So much progress has happened over the last week that it feels as though it has been twice as long! Elea has been on Highflow with no problems for over a week now. Every couple of days they lower the pressure level. This morning she was put down to level 2, which is the point from which they start to take her off completely. Considering the fact that very often the little nasal prongs flick out of her nostrils and she doesn't seem to struggle without them, she will hopefully be breathing completely on her own soon. The aim of the medical team is to get to that this week!
This week has been marked by several spills, unfortunately. But I have noticed that, once suctioned to clear her airways, she recovers much more quickly and today even did so without extra oxygen. Little steps that are huge steps for her! There is often a silver lining to a cloud, as she discovered the other day when she was given a lovely, long, gentle bath following a couple of spills, and she enjoyed it so much she was virtually sleeping (I wrote this last night, and she's had a much more settled day with no spills!).
The path seems to be smoother these days. There is still a stone here or there that makes its presence known (which is completely normal, I must remember!), but overall everyone seems to be very happy with Elea's progress, and we are too! Once she's completely off all breathing support, she will have an MRI to check her brain after two ultrasounds showed slightly more brightness on one side. It could be something, it could be nothing...it's all part of the waiting game. An MRI will give a clearer picture and, we hope, will show no further abnormalities. It's part of this neonatal world with small babies...the waiting and wondering, and trying not to worry in that time. It does help to remember she's been wonderfully made by her Creator, who gives us peace for whatever the outcome will be. It is scary when any abnormality concerning the brain is mentioned, but I often pray over her that she will be as God has intended her to be and He is a very good God.
For me these concerns are fading with the days as we really see Elea growing and developing. The consultant said a couple of weeks ago that she behaves like a baby 2-4 weeks younger than her age. I think it's true...she seems to have been a little slow off the starting block, but is catching up in her own time. These days she's having more awake times and is very alert (and so incredibly sweet!). We're able to bath her regularly and dress her and, with the nurses, we're moving into the phase of "normalising" her days as she approaches the time of being able to come home, which means we can get her up when she wakes and treat her more like a term baby. It's probably still a few weeks until she will be coming home but, when we get there, she'll be more than ready :o) Part of me is still afraid of her fragility, of tiring her out too much, and of holding her the wrong way that might cause her to spill or have a desaturation and need oxygen, but I also love this stage she has reached of looking more like a normal baby, with less and less tubes and aparatus and becoming more and more interactive. She's our sweet, peaceful little one and we're so thankful as we look back over the last seven weeks and see how far she has come!

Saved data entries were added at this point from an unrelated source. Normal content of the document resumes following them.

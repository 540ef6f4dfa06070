//! Collapse repeated candidates and assign dense sequential ids.

use std::collections::HashSet;
use std::hash::Hash;

use crate::records::{EpisodeRecord, QuoteRecord};

/// A record that can be deduplicated and indexed.
pub trait Indexed {
    /// Identity used to detect repeats.
    type Key: Eq + Hash;

    /// Prefix of assigned ids, such as `ep` or `wq`.
    const ID_PREFIX: &'static str;

    fn dedup_key(&self) -> Self::Key;

    fn id(&self) -> &str;

    fn set_id(&mut self, id: String);
}

impl Indexed for EpisodeRecord {
    type Key = (Option<u32>, Option<u32>, String);

    const ID_PREFIX: &'static str = "ep";

    fn dedup_key(&self) -> Self::Key {
        (self.season, self.episode, self.title.clone())
    }

    fn id(&self) -> &str {
        &self.id
    }

    fn set_id(&mut self, id: String) {
        self.id = id;
    }
}

impl Indexed for QuoteRecord {
    type Key = (String, String, Option<u32>);

    const ID_PREFIX: &'static str = "wq";

    fn dedup_key(&self) -> Self::Key {
        (self.text.clone(), self.episode_title.clone(), self.season)
    }

    fn id(&self) -> &str {
        &self.id
    }

    fn set_id(&mut self, id: String) {
        self.id = id;
    }
}

/// Keeps the first record per key in input order and numbers the survivors
/// `PREFIX-1..=PREFIX-n`.
///
/// Running it over its own output returns the same records with the same ids.
pub fn dedup_and_index<R: Indexed>(records: Vec<R>) -> Vec<R> {
    let mut seen = HashSet::new();
    let mut kept: Vec<R> = records
        .into_iter()
        .filter(|record| seen.insert(record.dedup_key()))
        .collect();
    for (idx, record) in kept.iter_mut().enumerate() {
        record.set_id(format!("{}-{}", R::ID_PREFIX, idx + 1));
    }
    kept
}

Her sisters and brother are very loving and curious about her. They were able to visit her this past week after being away for two weeks with colds. It's very sweet to watch them being so gentle with her. I look forward to the day when we'll be at home together and I won't need to divide my time between them all any more. As scary as it is to think of coming home and being far away from all the monitoring and medical help, I trust she'll come home when she's ready, and that day will be a joyful one!